• Task to carry out
Every entry below should be printed again exactly as it reads.

• Saved entries
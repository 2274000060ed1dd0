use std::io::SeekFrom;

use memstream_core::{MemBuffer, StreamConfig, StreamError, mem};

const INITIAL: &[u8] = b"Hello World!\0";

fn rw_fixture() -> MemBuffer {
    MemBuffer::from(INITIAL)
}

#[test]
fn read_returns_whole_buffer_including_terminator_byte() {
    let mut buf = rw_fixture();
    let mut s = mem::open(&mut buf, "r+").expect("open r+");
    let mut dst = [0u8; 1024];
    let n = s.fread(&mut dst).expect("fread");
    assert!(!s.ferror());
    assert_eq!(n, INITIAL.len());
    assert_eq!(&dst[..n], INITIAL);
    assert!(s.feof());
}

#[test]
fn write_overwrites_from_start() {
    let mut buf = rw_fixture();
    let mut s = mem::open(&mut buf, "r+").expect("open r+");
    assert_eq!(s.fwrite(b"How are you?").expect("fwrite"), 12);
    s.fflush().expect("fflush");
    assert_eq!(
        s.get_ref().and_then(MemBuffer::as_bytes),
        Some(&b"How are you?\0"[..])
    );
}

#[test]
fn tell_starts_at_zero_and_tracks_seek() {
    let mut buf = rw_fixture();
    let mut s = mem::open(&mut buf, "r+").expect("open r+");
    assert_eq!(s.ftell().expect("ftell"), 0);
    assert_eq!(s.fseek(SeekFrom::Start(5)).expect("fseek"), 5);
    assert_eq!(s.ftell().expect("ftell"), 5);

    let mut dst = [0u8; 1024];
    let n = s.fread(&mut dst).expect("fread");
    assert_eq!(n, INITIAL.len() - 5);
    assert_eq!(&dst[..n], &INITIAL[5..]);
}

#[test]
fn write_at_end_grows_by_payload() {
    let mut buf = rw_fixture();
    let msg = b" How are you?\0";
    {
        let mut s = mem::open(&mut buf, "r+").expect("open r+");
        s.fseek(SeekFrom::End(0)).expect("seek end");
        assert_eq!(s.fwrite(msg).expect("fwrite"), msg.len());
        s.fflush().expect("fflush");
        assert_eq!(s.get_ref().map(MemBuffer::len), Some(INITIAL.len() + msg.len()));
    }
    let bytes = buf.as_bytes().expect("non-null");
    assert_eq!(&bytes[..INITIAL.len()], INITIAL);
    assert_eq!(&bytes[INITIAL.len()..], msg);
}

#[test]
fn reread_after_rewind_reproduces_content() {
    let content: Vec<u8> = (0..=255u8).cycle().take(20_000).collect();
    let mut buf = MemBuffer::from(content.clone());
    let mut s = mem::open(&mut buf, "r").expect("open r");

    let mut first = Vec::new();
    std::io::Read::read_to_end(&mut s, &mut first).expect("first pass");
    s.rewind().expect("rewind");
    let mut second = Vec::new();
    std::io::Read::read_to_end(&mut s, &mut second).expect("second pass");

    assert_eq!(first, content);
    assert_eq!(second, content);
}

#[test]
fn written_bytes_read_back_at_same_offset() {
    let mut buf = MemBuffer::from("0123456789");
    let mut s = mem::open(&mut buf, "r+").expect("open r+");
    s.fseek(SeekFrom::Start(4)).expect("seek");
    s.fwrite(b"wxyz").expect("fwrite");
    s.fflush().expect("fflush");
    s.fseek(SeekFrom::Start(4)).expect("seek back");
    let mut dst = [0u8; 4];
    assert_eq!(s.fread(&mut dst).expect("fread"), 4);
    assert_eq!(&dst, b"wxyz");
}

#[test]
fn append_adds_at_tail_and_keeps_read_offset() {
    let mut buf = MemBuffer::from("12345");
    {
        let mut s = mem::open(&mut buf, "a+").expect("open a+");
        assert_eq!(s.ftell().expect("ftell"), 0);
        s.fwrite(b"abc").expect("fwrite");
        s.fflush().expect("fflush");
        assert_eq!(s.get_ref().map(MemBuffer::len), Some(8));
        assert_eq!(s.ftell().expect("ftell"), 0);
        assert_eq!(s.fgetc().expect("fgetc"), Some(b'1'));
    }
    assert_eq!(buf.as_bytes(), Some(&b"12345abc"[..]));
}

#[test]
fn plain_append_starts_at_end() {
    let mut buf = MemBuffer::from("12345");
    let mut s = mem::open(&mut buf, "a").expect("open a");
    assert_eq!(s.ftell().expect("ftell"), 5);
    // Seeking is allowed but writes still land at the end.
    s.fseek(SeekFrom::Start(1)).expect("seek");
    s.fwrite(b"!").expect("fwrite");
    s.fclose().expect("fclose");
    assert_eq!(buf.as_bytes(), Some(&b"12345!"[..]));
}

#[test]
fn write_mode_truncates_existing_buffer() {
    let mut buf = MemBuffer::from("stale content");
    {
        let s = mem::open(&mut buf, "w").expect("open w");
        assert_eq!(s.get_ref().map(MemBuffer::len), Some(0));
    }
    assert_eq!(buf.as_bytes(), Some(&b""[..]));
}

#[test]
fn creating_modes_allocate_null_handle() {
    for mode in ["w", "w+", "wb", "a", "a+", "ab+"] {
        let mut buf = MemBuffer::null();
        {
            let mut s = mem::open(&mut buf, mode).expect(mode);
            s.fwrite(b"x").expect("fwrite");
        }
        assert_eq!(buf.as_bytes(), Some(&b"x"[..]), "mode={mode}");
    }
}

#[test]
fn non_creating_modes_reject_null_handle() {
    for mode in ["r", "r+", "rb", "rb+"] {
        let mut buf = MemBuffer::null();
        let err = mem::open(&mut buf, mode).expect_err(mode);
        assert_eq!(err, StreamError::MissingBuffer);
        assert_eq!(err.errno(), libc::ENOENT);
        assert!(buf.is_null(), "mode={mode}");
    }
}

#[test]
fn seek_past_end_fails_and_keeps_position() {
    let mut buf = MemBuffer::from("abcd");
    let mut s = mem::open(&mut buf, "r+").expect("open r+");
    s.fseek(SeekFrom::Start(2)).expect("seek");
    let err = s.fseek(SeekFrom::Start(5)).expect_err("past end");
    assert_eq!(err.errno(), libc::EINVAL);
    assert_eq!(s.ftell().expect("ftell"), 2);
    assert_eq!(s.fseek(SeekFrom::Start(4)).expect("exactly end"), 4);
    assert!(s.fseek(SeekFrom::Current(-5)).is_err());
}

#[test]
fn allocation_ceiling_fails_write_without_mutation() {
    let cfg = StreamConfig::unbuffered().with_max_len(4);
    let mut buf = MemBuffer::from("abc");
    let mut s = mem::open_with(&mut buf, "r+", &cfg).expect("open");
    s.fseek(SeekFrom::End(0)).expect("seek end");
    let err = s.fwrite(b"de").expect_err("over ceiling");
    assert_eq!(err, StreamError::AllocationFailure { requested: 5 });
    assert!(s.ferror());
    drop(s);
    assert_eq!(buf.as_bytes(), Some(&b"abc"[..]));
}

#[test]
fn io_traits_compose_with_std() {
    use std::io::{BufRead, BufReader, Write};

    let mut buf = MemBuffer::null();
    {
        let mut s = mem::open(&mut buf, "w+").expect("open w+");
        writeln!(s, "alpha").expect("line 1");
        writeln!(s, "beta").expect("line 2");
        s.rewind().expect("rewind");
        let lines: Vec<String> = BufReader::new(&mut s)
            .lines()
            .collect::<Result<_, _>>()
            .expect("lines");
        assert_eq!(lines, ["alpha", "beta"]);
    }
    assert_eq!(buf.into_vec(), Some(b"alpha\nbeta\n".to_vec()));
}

• Exercise result
repository 2274000060ed1dd0
use std::io::SeekFrom;

use memstream_core::{MemBuffer, StreamConfig, StreamError, mem};

const INITIAL: &[u8] = b"Hello World!\0";

fn rw_fixture() -> MemBuffer {
    MemBuffer::from(INITIAL)
}

#[test]
fn read_returns_whole_buffer_including_terminator_byte() {
    let mut buf = rw_fixture();
    let mut s = mem::open(&mut buf, "r+").expect("open r+");
    let mut dst = [0u8; 1024];
    let n = s.fread(&mut dst).expect("fread");
    assert!(!s.ferror());
    assert_eq!(n, INITIAL.len());
    assert_eq!(&dst[..n], INITIAL);
    assert!(s.feof());
}

#[test]
fn write_overwrites_from_start() {
    let mut buf = rw_fixture();
    let mut s = mem::open(&mut buf, "r+").expect("open r+");
    assert_eq!(s.fwrite(b"How are you?").expect("fwrite"), 12);
    s.fflush().expect("fflush");
    assert_eq!(
        s.get_ref().and_then(MemBuffer::as_bytes),
        Some(&b"How are you?\0"[..])
    );
}

#[test]
fn tell_starts_at_zero_and_tracks_seek() {
    let mut buf = rw_fixture();
    let mut s = mem::open(&mut buf, "r+").expect("open r+");
    assert_eq!(s.ftell().expect("ftell"), 0);
    assert_eq!(s.fseek(SeekFrom::Start(5)).expect("fseek"), 5);
    assert_eq!(s.ftell().expect("ftell"), 5);

    let mut dst = [0u8; 1024];
    let n = s.fread(&mut dst).expect("fread");
    assert_eq!(n, INITIAL.len() - 5);
    assert_eq!(&dst[..n], &INITIAL[5..]);
}

#[test]
fn write_at_end_grows_by_payload() {
    let mut buf = rw_fixture();
    let msg = b" How are you?\0";
    {
        let mut s = mem::open(&mut buf, "r+").expect("open r+");
        s.fseek(SeekFrom::End(0)).expect("seek end");
        assert_eq!(s.fwrite(msg).expect("fwrite"), msg.len());
        s.fflush().expect("fflush");
        assert_eq!(s.get_ref().map(MemBuffer::len), Some(INITIAL.len() + msg.len()));
    }
    let bytes = buf.as_bytes().expect("non-null");
    assert_eq!(&bytes[..INITIAL.len()], INITIAL);
    assert_eq!(&bytes[INITIAL.len()..], msg);
}

#[test]
fn reread_after_rewind_reproduces_content() {
    let content: Vec<u8> = (0..=255u8).cycle().take(20_000).collect();
    let mut buf = MemBuffer::from(content.clone());
    let mut s = mem::open(&mut buf, "r").expect("open r");

    let mut first = Vec::new();
    std::io::Read::read_to_end(&mut s, &mut first).expect("first pass");
    s.rewind().expect("rewind");
    let mut second = Vec::new();
    std::io::Read::read_to_end(&mut s, &mut second).expect("second pass");

    assert_eq!(first, content);
    assert_eq!(second, content);
}

#[test]
fn written_bytes_read_back_at_same_offset() {
    let mut buf = MemBuffer::from("0123456789");
    let mut s = mem::open(&mut buf, "r+").expect("open r+");
    s.fseek(SeekFrom::Start(4)).expect("seek");
    s.fwrite(b"wxyz").expect("fwrite");
    s.fflush().expect("fflush");
    s.fseek(SeekFrom::Start(4)).expect("seek back");
    let mut dst = [0u8; 4];
    assert_eq!(s.fread(&mut dst).expect("fread"), 4);
    assert_eq!(&dst, b"wxyz");
}

#[test]
fn append_adds_at_tail_and_keeps_read_offset() {
    let mut buf = MemBuffer::from("12345");
    {
        let mut s = mem::open(&mut buf, "a+").expect("open a+");
        assert_eq!(s.ftell().expect("ftell"), 0);
        s.fwrite(b"abc").expect("fwrite");
        s.fflush().expect("fflush");
        assert_eq!(s.get_ref().map(MemBuffer::len), Some(8));
        assert_eq!(s.ftell().expect("ftell"), 0);
        assert_eq!(s.fgetc().expect("fgetc"), Some(b'1'));
    }
    assert_eq!(buf.as_bytes(), Some(&b"12345abc"[..]));
}

#[test]
fn plain_append_starts_at_end() {
    let mut buf = MemBuffer::from("12345");
    let mut s = mem::open(&mut buf, "a").expect("open a");
    assert_eq!(s.ftell().expect("ftell"), 5);
    // Seeking is allowed but writes still land at the end.
    s.fseek(SeekFrom::Start(1)).expect("seek");
    s.fwrite(b"!").expect("fwrite");
    s.fclose().expect("fclose");
    assert_eq!(buf.as_bytes(), Some(&b"12345!"[..]));
}

#[test]
fn write_mode_truncates_existing_buffer() {
    let mut buf = MemBuffer::from("stale content");
    {
        let s = mem::open(&mut buf, "w").expect("open w");
        assert_eq!(s.get_ref().map(MemBuffer::len), Some(0));
    }
    assert_eq!(buf.as_bytes(), Some(&b""[..]));
}

#[test]
fn creating_modes_allocate_null_handle() {
    for mode in ["w", "w+", "wb", "a", "a+", "ab+"] {
        let mut buf = MemBuffer::null();
        {
            let mut s = mem::open(&mut buf, mode).expect(mode);
            s.fwrite(b"x").expect("fwrite");
        }
        assert_eq!(buf.as_bytes(), Some(&b"x"[..]), "mode={mode}");
    }
}

#[test]
fn non_creating_modes_reject_null_handle() {
    for mode in ["r", "r+", "rb", "rb+"] {
        let mut buf = MemBuffer::null();
        let err = mem::open(&mut buf, mode).expect_err(mode);
        assert_eq!(err, StreamError::MissingBuffer);
        assert_eq!(err.errno(), libc::ENOENT);
        assert!(buf.is_null(), "mode={mode}");
    }
}

#[test]
fn seek_past_end_fails_and_keeps_position() {
    let mut buf = MemBuffer::from("abcd");
    let mut s = mem::open(&mut buf, "r+").expect("open r+");
    s.fseek(SeekFrom::Start(2)).expect("seek");
    let err = s.fseek(SeekFrom::Start(5)).expect_err("past end");
    assert_eq!(err.errno(), libc::EINVAL);
    assert_eq!(s.ftell().expect("ftell"), 2);
    assert_eq!(s.fseek(SeekFrom::Start(4)).expect("exactly end"), 4);
    assert!(s.fseek(SeekFrom::Current(-5)).is_err());
}

#[test]
fn allocation_ceiling_fails_write_without_mutation() {
    let cfg = StreamConfig::unbuffered().with_max_len(4);
    let mut buf = MemBuffer::from("abc");
    let mut s = mem::open_with(&mut buf, "r+", &cfg).expect("open");
    s.fseek(SeekFrom::End(0)).expect("seek end");
    let err = s.fwrite(b"de").expect_err("over ceiling");
    assert_eq!(err, StreamError::AllocationFailure { requested: 5 });
    assert!(s.ferror());
    drop(s);
    assert_eq!(buf.as_bytes(), Some(&b"abc"[..]));
}

#[test]
fn io_traits_compose_with_std() {
    use std::io::{BufRead, BufReader, Write};

    let mut buf = MemBuffer::null();
    {
        let mut s = mem::open(&mut buf, "w+").expect("open w+");
        writeln!(s, "alpha").expect("line 1");
        writeln!(s, "beta").expect("line 2");
        s.rewind().expect("rewind");
        let lines: Vec<String> = BufReader::new(&mut s)
            .lines()
            .collect::<Result<_, _>>()
            .expect("lines");
        assert_eq!(lines, ["alpha", "beta"]);
    }
    assert_eq!(buf.into_vec(), Some(b"alpha\nbeta\n".to_vec()));
}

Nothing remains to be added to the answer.